» **REQUIRED ACTION**
Select the lines of the records containing the word "through" and list them.
★ ★ ★ ★ ★
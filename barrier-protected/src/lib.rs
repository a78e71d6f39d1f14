//! Readers-writer protected statics generated from a single attribute.
//!
//! Annotate a `static` with `#[barrier_protected]` and every read of it takes
//! shared access on a [`BarrierQueue`] while every write takes barrier
//! (exclusive) access. Any number of readers proceed together; a writer waits
//! for all of them and holds everyone else off until it is done.
//!
//! Blocking on top of [`async-lock`], with async and non-blocking variants on
//! the queue itself.
//!
//! # Quick Start
//!
//! ```rust
//! use barrier_protected::barrier_protected;
//!
//! #[barrier_protected]
//! static COUNTER: u64 = 0;
//!
//! COUNTER.set(COUNTER.get() + 1);
//! assert_eq!(COUNTER.get(), 1);
//! ```
//!
//! # Generated Items
//!
//! For `static NAME: T = init;`, `#[barrier_protected]` generates:
//!
//! | Item | Purpose |
//! |------|---------|
//! | `struct NAME` | Unit struct replacing the static; `get(&self) -> T` and `set(&self, T)` |
//! | `static NAMEQueue` | [`BarrierQueue`] labeled `"Barrier Queue for NAME"` (module-private) |
//! | `static _NAME` | [`BarrierCell<'static, T>`](BarrierCell) holding `init` (module-private) |
//!
//! `get` requires `T: Clone`; it clones the value out under shared access.
//!
//! # Rejected Items
//!
//! The attribute only applies to `static` items:
//!
//! ```compile_fail
//! use barrier_protected::barrier_protected;
//!
//! #[barrier_protected] // only works on variables
//! fn foo() -> bool { true }
//! ```
//!
//! ```compile_fail
//! use barrier_protected::barrier_protected;
//!
//! #[barrier_protected] // only works on stored properties
//! const FOO: i64 = 100;
//! ```
//!
//! # Using the queue directly
//!
//! ```rust
//! use barrier_protected::{BarrierCell, BarrierQueue};
//!
//! static QUEUE: BarrierQueue = BarrierQueue::new("names");
//! static NAMES: BarrierCell<'static, Vec<String>> = BarrierCell::new(&QUEUE, Vec::new());
//!
//! QUEUE.sync_barrier(&NAMES, |names| names.push("ada".into()));
//! let count = QUEUE.sync(&NAMES, |names| names.len());
//! assert_eq!(count, 1);
//! # tokio_test::block_on(async {
//! let first = QUEUE.sync_async(&NAMES, |names| names[0].clone()).await;
//! assert_eq!(first, "ada");
//! # });
//! ```

mod cell;
mod queue;

pub use barrier_protected_derive::barrier_protected;
pub use cell::BarrierCell;
pub use queue::BarrierQueue;
use barrier_protected::barrier_protected;

#[barrier_protected]
fn foo() -> bool {
    true
}

fn main() {
    assert!(foo());
}
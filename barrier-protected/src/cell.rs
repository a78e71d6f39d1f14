use std::cell::UnsafeCell;
use std::fmt;

use crate::queue::BarrierQueue;

/// Storage whose every access goes through the [`BarrierQueue`] it was bound
/// to at construction.
///
/// A cell has no locking of its own: reads and writes happen inside
/// [`BarrierQueue::sync`] and [`BarrierQueue::sync_barrier`] on its queue.
pub struct BarrierCell<'q, T> {
    queue: &'q BarrierQueue,
    value: UnsafeCell<T>,
}

// Shared closures hand out `&T` on several threads at once and barrier
// closures move values in from whichever thread holds the barrier.
unsafe impl<T: Send + Sync> Sync for BarrierCell<'_, T> {}

impl<'q, T> BarrierCell<'q, T> {
    /// Bind `value` to `queue`. `const` so it can initialize a `static`.
    pub const fn new(queue: &'q BarrierQueue, value: T) -> Self {
        Self {
            queue,
            value: UnsafeCell::new(value),
        }
    }

    /// The queue guarding this cell.
    pub fn queue(&self) -> &'q BarrierQueue {
        self.queue
    }

    /// Mutable access without the queue. `&mut self` already proves exclusivity.
    pub fn get_mut(&mut self) -> &mut T {
        self.value.get_mut()
    }

    pub fn into_inner(self) -> T {
        self.value.into_inner()
    }

    /// # Safety
    ///
    /// The caller must hold shared or exclusive access on `self.queue`.
    pub(crate) unsafe fn shared(&self) -> &T {
        &*self.value.get()
    }

    /// # Safety
    ///
    /// The caller must hold exclusive access on `self.queue`.
    #[allow(clippy::mut_from_ref)]
    pub(crate) unsafe fn exclusive(&self) -> &mut T {
        &mut *self.value.get()
    }
}

impl<T: fmt::Debug> fmt::Debug for BarrierCell<'_, T> {
    fn fmt(&self, f: &mut fmt::Formatter<'_>) -> fmt::Result {
        let mut s = f.debug_struct("BarrierCell");
        s.field("queue", &self.queue.label());
        match self.queue.try_sync(self, |value| format!("{:?}", value)) {
            Some(value) => s.field("value", &format_args!("{}", value)),
            None => s.field("value", &format_args!("<locked>")),
        };
        s.finish()
    }
}
use thiserror::Error;

/// Why a declaration cannot be expanded.
///
/// Variants carrying a `String` hold the attribute text (`#[barrier_protected]`)
/// so the rendered message names the attribute the user wrote.
#[derive(Debug, Clone, PartialEq, Eq, Error)]
pub enum RejectionReason {
    #[error("{0} only works on variables")]
    NotAVariable(String),

    #[error("{0} only works on stored properties")]
    HasExistingAccessor(String),

    #[error("Binding not found")]
    NoBindingFound,

    #[error("{0} only works on single-binding declarations")]
    MultipleBindings(String),

    #[error("{0} requires an explicit type annotation")]
    MissingTypeAnnotation(String),

    #[error("{0} requires an initial value")]
    MissingInitializer(String),
}

/// Error raised by an expansion entry point.
///
/// Only the message survives; the macro boundary attaches the span.
#[derive(Debug, Clone, PartialEq, Eq, Error)]
#[error("{description}")]
pub struct GenerationError {
    description: String,
}

impl GenerationError {
    pub fn new(description: impl Into<String>) -> Self {
        Self {
            description: description.into(),
        }
    }

    pub fn description(&self) -> &str {
        &self.description
    }
}

impl From<RejectionReason> for GenerationError {
    fn from(reason: RejectionReason) -> Self {
        Self::new(reason.to_string())
    }
}
//! Minimal barrier-protected example.
//!
//! Run with: `cargo run --example basic`

use barrier_protected::barrier_protected;
use std::thread;

#[barrier_protected]
static VISITS: u64 = 0;

#[barrier_protected]
static LAST_VISITOR: String = String::new();

fn main() {
    let handles: Vec<_> = (0..4)
        .map(|id| {
            thread::spawn(move || {
                // Each write takes barrier access; reads in between run concurrently.
                VISITSQueue.sync_barrier(&_VISITS, |visits| *visits += 1);
                LAST_VISITOR.set(format!("worker-{id}"));
                println!("worker-{id} sees {} visits", VISITS.get());
            })
        })
        .collect();

    for handle in handles {
        handle.join().unwrap();
    }

    println!("{}: {} visits, last by {}", VISITSQueue.label(), VISITS.get(), LAST_VISITOR.get());
}
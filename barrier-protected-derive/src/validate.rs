use syn::{Attribute, Expr, Ident, Type, Visibility};

use crate::declaration::{DeclarationKind, DeclarationNode};
use crate::error::RejectionReason;
use crate::expand::ExpansionContext;

/// A declaration that passed every shape check, with everything the
/// generators need copied out of it.
#[derive(Debug, Clone)]
pub struct Accepted {
    pub name: Ident,
    pub ty: Type,
    pub init: Expr,
    pub vis: Visibility,
    /// Attributes for the accessor block.
    pub attrs: Vec<Attribute>,
    /// Linkage attributes that only make sense on the storage itself; they
    /// move to the backing static.
    pub storage_attrs: Vec<Attribute>,
}

const STORAGE_ATTRIBUTES: &[&str] = &["used", "no_mangle", "link_section", "export_name"];

/// `#[used]`, `#[no_mangle]`, `#[unsafe(no_mangle)]` and friends.
fn is_storage_attribute(attr: &Attribute) -> bool {
    let path = attr.path();
    if path.is_ident("unsafe") {
        return attr
            .parse_args::<syn::Path>()
            .or_else(|_| attr.parse_args::<syn::MetaNameValue>().map(|meta| meta.path))
            .is_ok_and(|inner| is_storage_path(&inner));
    }
    is_storage_path(path)
}

fn is_storage_path(path: &syn::Path) -> bool {
    STORAGE_ATTRIBUTES.iter().any(|name| path.is_ident(name))
}

pub type ValidationResult = Result<Accepted, RejectionReason>;

/// Classify `declaration`. Checks run in a fixed order and the first failure
/// wins, so the same input always reports the same reason.
pub fn validate<D>(declaration: &D, context: &ExpansionContext) -> ValidationResult
where
    D: DeclarationNode + ?Sized,
{
    let attribute = context.attribute();

    if declaration.kind() != DeclarationKind::Variable {
        return Err(RejectionReason::NotAVariable(attribute.to_owned()));
    }

    let bindings = declaration.bindings();
    if bindings.first().is_some_and(|b| b.has_accessor) {
        return Err(RejectionReason::HasExistingAccessor(attribute.to_owned()));
    }
    let Some(binding) = bindings.first() else {
        return Err(RejectionReason::NoBindingFound);
    };
    if bindings.len() > 1 {
        return Err(RejectionReason::MultipleBindings(attribute.to_owned()));
    }
    let Some(ty) = binding.ty else {
        return Err(RejectionReason::MissingTypeAnnotation(attribute.to_owned()));
    };
    let Some(init) = binding.init else {
        return Err(RejectionReason::MissingInitializer(attribute.to_owned()));
    };

    let (storage_attrs, attrs): (Vec<_>, Vec<_>) = declaration
        .attributes()
        .iter()
        .cloned()
        .partition(is_storage_attribute);

    Ok(Accepted {
        name: binding.pattern.clone(),
        ty: ty.clone(),
        init: init.clone(),
        vis: declaration
            .visibility()
            .cloned()
            .unwrap_or(Visibility::Inherited),
        attrs,
        storage_attrs,
    })
}
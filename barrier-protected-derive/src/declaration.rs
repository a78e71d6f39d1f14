use syn::{Attribute, Expr, Ident, Item, Type, Visibility};

/// Coarse classification of a declaration.
#[derive(Debug, Clone, Copy, PartialEq, Eq)]
pub enum DeclarationKind {
    Variable,
    Function,
    Type,
    Other,
}

/// One name/type/initializer pairing inside a variable declaration.
#[derive(Debug, Clone, Copy)]
pub struct Binding<'a> {
    pub pattern: &'a Ident,
    pub ty: Option<&'a Type>,
    pub init: Option<&'a Expr>,
    /// The binding computes its value instead of storing it.
    pub has_accessor: bool,
}

/// Read-only view of a parsed declaration.
///
/// The validator only looks at a declaration through this trait, so it can be
/// driven by any parser that can answer these questions.
pub trait DeclarationNode {
    fn kind(&self) -> DeclarationKind;

    /// Bindings in declaration order. Empty for anything that is not a variable.
    fn bindings(&self) -> Vec<Binding<'_>>;

    /// `None` when the declaration has no visibility of its own.
    fn visibility(&self) -> Option<&Visibility>;

    fn attributes(&self) -> &[Attribute];
}

// A `static` is the Rust stored variable. A `const` has no storage: its value
// expression is inlined at every use, which makes it the computed property of
// this mapping.
impl DeclarationNode for Item {
    fn kind(&self) -> DeclarationKind {
        match self {
            Item::Static(_) | Item::Const(_) => DeclarationKind::Variable,
            Item::Fn(_) => DeclarationKind::Function,
            Item::Struct(_)
            | Item::Enum(_)
            | Item::Union(_)
            | Item::Type(_)
            | Item::Trait(_)
            | Item::TraitAlias(_) => DeclarationKind::Type,
            _ => DeclarationKind::Other,
        }
    }

    fn bindings(&self) -> Vec<Binding<'_>> {
        match self {
            Item::Static(item) => vec![Binding {
                pattern: &item.ident,
                ty: Some(&*item.ty),
                init: Some(&*item.expr),
                has_accessor: false,
            }],
            Item::Const(item) => vec![Binding {
                pattern: &item.ident,
                ty: Some(&*item.ty),
                init: Some(&*item.expr),
                has_accessor: true,
            }],
            _ => Vec::new(),
        }
    }

    fn visibility(&self) -> Option<&Visibility> {
        match self {
            Item::Const(item) => Some(&item.vis),
            Item::Enum(item) => Some(&item.vis),
            Item::ExternCrate(item) => Some(&item.vis),
            Item::Fn(item) => Some(&item.vis),
            Item::Mod(item) => Some(&item.vis),
            Item::Static(item) => Some(&item.vis),
            Item::Struct(item) => Some(&item.vis),
            Item::Trait(item) => Some(&item.vis),
            Item::TraitAlias(item) => Some(&item.vis),
            Item::Type(item) => Some(&item.vis),
            Item::Union(item) => Some(&item.vis),
            Item::Use(item) => Some(&item.vis),
            _ => None,
        }
    }

    fn attributes(&self) -> &[Attribute] {
        match self {
            Item::Const(item) => &item.attrs,
            Item::Enum(item) => &item.attrs,
            Item::ExternCrate(item) => &item.attrs,
            Item::Fn(item) => &item.attrs,
            Item::ForeignMod(item) => &item.attrs,
            Item::Impl(item) => &item.attrs,
            Item::Macro(item) => &item.attrs,
            Item::Mod(item) => &item.attrs,
            Item::Static(item) => &item.attrs,
            Item::Struct(item) => &item.attrs,
            Item::Trait(item) => &item.attrs,
            Item::TraitAlias(item) => &item.attrs,
            Item::Type(item) => &item.attrs,
            Item::Union(item) => &item.attrs,
            Item::Use(item) => &item.attrs,
            _ => &[],
        }
    }
}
★ ★ ★ ★ ★
» **REPLY TO THE TASK**
/// Storage whose every access goes through the [`BarrierQueue`] it was bound
/// The validator only looks at a declaration through this trait, so it can be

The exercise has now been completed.